---------- Material provided ----------

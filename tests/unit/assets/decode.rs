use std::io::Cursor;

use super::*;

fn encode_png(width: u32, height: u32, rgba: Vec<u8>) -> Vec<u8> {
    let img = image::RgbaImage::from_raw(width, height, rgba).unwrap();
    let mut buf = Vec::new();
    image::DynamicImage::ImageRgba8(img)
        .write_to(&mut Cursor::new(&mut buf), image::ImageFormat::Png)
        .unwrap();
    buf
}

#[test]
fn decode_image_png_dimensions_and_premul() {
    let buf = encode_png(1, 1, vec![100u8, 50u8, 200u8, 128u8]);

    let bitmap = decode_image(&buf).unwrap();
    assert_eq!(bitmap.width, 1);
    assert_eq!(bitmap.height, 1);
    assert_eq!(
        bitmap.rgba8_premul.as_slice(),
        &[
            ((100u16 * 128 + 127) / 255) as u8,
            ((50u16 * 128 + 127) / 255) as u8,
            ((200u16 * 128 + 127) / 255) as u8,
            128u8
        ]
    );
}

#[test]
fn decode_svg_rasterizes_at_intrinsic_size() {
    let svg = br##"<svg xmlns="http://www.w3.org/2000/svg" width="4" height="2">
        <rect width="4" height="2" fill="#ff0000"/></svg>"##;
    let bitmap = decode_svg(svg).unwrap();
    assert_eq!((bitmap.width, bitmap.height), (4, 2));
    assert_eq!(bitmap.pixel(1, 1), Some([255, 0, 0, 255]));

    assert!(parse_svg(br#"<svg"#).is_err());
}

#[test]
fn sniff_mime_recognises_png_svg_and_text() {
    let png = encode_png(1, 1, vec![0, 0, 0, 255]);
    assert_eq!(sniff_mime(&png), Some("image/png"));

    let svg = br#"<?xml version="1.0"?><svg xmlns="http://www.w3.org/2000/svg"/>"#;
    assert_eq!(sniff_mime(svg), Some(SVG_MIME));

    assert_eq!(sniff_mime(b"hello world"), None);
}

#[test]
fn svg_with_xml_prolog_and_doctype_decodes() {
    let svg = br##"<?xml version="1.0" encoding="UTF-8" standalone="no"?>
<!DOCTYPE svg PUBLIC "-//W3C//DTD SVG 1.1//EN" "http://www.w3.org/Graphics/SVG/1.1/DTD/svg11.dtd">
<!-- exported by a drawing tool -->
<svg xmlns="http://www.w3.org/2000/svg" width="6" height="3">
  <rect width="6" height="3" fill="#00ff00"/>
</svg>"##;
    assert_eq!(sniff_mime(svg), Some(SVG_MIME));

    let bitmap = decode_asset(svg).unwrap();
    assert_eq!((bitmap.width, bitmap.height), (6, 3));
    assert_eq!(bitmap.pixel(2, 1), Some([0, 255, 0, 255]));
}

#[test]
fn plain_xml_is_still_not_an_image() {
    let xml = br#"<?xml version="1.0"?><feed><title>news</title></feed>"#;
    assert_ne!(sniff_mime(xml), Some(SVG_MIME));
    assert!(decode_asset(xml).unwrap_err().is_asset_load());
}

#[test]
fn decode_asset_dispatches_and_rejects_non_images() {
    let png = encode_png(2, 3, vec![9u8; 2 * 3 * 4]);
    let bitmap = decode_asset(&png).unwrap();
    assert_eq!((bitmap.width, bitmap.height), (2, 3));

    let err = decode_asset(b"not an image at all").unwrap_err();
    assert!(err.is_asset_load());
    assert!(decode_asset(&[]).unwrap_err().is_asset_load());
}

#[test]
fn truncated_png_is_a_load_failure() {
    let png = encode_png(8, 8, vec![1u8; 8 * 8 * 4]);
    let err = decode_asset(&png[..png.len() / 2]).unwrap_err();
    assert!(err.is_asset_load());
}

----------

* What to do *
Would you please filter the lines above and copy every one that includes "xmlns"?

* Answer box *
    let svg = br##"<svg xmlns="http://www.w3.org/2000/svg" width="4" height="2">
    let svg = br#"<?xml version="1.0"?><svg xmlns="http://www.w3.org/2000/svg"/>"#;
<svg xmlns="http://www.w3.org/2000/svg" width="6" height="3">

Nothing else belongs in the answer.